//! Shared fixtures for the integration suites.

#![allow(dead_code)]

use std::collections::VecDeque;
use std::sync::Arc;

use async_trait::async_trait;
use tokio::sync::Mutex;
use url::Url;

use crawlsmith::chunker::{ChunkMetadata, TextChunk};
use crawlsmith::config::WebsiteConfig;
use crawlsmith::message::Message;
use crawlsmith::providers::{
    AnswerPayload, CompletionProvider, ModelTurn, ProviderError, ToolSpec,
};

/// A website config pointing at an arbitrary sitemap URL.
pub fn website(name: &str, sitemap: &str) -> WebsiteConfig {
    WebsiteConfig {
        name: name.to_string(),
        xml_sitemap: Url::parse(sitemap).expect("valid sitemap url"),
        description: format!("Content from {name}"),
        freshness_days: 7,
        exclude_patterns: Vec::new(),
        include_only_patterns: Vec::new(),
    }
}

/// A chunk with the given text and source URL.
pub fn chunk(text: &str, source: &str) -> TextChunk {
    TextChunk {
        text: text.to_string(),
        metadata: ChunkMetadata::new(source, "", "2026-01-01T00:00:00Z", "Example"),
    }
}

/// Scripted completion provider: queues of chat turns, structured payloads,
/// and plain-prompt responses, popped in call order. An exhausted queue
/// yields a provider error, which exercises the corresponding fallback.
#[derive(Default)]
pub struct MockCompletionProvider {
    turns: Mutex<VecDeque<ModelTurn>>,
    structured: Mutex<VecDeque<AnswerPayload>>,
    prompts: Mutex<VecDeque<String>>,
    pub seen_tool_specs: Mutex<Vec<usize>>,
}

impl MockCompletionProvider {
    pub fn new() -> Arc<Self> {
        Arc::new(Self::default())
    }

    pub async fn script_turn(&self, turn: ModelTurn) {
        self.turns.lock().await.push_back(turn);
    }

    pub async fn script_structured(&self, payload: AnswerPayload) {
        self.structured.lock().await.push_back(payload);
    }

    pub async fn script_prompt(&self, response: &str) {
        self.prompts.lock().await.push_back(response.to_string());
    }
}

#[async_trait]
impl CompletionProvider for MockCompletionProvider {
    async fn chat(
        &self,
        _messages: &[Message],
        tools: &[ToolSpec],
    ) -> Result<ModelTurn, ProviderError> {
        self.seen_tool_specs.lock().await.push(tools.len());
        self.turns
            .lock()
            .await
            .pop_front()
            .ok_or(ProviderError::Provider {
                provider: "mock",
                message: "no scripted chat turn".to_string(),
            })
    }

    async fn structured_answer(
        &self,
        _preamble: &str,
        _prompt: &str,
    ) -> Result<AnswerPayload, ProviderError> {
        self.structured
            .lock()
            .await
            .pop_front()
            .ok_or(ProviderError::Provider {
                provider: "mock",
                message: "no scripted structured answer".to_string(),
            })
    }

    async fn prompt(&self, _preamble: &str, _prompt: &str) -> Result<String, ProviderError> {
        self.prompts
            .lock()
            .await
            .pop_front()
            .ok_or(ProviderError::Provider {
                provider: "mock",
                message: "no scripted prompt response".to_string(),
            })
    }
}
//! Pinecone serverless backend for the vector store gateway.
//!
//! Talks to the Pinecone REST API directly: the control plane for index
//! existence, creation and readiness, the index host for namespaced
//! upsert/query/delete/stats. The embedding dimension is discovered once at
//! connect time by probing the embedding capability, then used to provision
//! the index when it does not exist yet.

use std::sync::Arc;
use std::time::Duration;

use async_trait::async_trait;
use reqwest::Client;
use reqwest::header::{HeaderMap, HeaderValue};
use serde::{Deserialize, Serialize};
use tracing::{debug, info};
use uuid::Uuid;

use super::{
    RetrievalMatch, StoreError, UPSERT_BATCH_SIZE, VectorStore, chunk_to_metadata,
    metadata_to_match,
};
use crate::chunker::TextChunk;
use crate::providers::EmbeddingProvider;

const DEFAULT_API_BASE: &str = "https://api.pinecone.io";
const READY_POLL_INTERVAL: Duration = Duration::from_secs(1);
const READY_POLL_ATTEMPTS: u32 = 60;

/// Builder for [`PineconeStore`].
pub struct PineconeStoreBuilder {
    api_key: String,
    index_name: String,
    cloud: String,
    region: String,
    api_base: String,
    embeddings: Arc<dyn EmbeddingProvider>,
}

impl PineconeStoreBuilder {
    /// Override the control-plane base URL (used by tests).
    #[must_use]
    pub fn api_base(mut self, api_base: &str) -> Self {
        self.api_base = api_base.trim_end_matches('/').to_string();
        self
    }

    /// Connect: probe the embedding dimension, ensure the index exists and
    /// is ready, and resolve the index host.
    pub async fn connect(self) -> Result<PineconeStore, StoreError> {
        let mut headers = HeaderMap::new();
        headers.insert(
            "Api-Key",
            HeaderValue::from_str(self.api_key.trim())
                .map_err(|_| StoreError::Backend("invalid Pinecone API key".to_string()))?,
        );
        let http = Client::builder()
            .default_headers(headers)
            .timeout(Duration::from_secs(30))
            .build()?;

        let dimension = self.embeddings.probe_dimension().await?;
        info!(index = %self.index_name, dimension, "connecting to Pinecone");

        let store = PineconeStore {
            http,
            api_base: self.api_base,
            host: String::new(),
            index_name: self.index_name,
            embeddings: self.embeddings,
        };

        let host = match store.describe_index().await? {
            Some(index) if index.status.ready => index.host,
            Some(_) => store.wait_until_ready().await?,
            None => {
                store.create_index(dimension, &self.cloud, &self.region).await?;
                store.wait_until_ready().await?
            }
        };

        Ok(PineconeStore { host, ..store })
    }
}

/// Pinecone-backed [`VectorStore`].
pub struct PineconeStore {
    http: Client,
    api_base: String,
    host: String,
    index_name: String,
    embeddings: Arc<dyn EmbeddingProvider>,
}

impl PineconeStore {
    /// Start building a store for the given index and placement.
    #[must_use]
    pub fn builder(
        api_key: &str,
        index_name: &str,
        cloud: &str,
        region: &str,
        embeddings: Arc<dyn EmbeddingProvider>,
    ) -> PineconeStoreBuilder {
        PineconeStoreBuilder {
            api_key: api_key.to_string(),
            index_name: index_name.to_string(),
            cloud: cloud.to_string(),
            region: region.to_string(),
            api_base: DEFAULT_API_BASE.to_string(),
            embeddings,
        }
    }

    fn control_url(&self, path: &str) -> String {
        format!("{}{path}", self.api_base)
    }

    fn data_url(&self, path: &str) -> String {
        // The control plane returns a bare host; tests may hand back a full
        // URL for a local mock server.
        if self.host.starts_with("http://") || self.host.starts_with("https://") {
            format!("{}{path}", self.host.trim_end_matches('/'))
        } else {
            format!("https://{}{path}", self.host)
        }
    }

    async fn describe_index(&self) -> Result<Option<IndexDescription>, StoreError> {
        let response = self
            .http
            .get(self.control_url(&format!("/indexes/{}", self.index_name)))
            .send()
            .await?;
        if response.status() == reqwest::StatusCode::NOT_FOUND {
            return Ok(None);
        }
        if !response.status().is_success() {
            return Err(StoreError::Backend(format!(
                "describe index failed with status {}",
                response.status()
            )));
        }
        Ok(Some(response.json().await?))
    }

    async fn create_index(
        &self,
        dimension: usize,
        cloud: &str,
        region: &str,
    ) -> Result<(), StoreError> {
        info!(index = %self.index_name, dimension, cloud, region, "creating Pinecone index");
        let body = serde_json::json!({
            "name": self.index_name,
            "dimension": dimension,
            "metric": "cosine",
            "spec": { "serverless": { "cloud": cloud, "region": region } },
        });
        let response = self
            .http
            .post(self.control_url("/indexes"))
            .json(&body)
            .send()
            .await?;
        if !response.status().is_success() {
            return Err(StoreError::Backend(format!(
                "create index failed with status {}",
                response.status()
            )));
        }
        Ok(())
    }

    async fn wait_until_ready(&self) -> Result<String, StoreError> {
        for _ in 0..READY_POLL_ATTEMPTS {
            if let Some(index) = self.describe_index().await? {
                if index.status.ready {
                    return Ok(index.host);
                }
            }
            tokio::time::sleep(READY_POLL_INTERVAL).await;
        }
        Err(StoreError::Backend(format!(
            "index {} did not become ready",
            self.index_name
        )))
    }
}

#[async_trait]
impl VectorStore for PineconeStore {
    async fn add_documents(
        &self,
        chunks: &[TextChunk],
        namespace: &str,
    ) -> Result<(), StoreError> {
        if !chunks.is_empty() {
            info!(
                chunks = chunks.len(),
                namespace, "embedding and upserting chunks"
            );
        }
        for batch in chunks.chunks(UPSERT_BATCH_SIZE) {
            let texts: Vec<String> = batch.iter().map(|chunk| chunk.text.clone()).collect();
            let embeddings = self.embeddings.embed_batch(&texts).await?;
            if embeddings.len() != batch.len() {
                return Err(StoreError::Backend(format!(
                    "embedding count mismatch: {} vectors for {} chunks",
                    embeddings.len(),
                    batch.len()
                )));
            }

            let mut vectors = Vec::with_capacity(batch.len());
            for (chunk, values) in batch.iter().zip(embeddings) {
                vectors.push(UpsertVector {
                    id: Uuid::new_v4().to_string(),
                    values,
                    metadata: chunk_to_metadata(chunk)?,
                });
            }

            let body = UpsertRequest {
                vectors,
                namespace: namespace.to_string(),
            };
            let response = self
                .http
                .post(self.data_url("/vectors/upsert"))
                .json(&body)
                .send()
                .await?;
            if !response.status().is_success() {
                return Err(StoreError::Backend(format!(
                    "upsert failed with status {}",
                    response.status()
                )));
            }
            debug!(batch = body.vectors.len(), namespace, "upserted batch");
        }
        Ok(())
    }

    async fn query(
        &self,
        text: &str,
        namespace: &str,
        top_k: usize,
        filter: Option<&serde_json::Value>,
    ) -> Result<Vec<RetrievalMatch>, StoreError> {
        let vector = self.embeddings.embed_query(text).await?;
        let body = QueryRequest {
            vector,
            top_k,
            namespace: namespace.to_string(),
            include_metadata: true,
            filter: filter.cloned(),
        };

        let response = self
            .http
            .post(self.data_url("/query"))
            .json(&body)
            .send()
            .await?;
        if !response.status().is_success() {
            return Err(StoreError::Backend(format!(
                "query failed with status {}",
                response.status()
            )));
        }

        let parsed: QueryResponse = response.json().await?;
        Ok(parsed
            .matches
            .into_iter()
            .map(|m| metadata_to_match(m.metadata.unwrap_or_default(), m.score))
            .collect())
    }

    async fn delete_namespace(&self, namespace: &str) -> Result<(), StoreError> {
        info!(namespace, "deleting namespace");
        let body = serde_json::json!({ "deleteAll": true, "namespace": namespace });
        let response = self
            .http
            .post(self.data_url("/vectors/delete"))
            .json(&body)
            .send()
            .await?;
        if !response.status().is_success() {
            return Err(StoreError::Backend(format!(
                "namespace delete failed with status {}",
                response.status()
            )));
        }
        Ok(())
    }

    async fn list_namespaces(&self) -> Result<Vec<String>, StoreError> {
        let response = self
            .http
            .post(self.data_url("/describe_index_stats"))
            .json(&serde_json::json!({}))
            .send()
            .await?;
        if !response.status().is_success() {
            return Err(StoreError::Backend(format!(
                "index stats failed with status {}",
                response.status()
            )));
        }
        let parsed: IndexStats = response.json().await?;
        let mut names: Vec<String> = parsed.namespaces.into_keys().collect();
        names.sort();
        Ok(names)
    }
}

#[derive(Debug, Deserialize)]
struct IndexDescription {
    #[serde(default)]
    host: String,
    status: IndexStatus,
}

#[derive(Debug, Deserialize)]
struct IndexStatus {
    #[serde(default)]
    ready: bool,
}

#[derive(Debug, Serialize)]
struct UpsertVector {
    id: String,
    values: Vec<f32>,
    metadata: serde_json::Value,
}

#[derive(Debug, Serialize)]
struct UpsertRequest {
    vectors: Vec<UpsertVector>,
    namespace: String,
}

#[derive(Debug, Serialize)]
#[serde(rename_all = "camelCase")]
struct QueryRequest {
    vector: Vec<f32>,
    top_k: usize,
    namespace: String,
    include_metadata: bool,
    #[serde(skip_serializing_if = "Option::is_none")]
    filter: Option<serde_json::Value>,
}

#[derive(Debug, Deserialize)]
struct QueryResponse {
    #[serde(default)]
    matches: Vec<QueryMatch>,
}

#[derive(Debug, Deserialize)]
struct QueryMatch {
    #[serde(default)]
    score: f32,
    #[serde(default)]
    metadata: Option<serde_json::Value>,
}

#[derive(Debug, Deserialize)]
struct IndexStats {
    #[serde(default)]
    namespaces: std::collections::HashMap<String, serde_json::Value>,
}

* * *

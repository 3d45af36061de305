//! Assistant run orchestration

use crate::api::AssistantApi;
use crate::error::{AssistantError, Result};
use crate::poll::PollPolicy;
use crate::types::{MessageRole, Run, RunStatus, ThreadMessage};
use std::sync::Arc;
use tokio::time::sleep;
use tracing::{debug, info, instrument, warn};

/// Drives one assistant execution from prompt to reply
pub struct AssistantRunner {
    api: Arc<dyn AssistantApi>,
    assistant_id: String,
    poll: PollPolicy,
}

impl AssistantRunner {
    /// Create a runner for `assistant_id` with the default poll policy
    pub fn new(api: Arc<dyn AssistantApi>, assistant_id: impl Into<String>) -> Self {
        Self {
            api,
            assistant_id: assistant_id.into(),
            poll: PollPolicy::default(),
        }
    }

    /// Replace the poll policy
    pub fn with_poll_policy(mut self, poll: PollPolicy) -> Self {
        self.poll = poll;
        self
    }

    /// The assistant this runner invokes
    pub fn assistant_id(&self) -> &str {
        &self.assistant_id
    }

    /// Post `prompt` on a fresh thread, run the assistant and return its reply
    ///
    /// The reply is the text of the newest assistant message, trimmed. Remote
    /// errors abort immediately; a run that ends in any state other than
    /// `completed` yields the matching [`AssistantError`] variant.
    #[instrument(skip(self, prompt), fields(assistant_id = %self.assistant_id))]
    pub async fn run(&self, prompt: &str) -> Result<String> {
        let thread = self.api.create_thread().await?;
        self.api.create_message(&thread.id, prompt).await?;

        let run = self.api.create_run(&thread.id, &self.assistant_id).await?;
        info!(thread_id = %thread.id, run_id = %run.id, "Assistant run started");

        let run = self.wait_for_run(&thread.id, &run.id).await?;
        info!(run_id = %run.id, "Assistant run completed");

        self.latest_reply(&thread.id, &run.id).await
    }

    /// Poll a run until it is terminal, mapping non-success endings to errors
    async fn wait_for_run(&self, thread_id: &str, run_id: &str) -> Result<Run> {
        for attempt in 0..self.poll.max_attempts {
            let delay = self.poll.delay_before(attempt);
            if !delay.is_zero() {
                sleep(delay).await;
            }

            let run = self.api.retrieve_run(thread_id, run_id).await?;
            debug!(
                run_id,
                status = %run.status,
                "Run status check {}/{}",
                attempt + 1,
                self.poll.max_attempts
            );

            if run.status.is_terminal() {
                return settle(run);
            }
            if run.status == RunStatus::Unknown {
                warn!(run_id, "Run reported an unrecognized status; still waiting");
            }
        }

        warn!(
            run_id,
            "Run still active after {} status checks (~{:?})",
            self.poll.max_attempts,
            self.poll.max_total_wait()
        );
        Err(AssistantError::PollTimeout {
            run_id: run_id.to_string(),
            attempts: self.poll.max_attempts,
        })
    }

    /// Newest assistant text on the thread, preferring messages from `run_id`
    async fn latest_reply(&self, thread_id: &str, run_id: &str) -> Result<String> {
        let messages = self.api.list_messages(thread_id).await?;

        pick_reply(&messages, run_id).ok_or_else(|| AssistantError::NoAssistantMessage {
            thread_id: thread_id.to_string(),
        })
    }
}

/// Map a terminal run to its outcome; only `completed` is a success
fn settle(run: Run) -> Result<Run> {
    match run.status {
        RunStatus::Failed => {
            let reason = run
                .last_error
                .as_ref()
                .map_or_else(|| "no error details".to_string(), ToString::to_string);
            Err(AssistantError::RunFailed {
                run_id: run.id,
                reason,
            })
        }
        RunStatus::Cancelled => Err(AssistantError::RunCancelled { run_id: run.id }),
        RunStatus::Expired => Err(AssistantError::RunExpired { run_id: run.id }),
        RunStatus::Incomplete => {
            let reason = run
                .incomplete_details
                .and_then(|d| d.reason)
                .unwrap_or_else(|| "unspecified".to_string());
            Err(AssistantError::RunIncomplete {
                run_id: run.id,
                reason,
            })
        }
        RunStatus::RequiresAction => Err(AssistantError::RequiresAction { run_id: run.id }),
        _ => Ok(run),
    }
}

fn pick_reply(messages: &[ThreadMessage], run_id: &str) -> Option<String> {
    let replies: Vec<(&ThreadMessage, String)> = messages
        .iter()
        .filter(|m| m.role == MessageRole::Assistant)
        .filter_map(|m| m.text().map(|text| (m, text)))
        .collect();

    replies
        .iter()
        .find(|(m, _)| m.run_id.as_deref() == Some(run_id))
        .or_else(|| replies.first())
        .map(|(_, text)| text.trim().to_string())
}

## About this exercise
All lines above from the one containing "the integration suites." to the one containing "use crawlsmith::message::Message;" must be repeated exactly, both lines included, and no others.

## Task answer
//! Shared fixtures for the integration suites.

#![allow(dead_code)]

use std::collections::VecDeque;
use std::sync::Arc;

use async_trait::async_trait;
use tokio::sync::Mutex;
use url::Url;

use crawlsmith::chunker::{ChunkMetadata, TextChunk};
use crawlsmith::config::WebsiteConfig;
use crawlsmith::message::Message;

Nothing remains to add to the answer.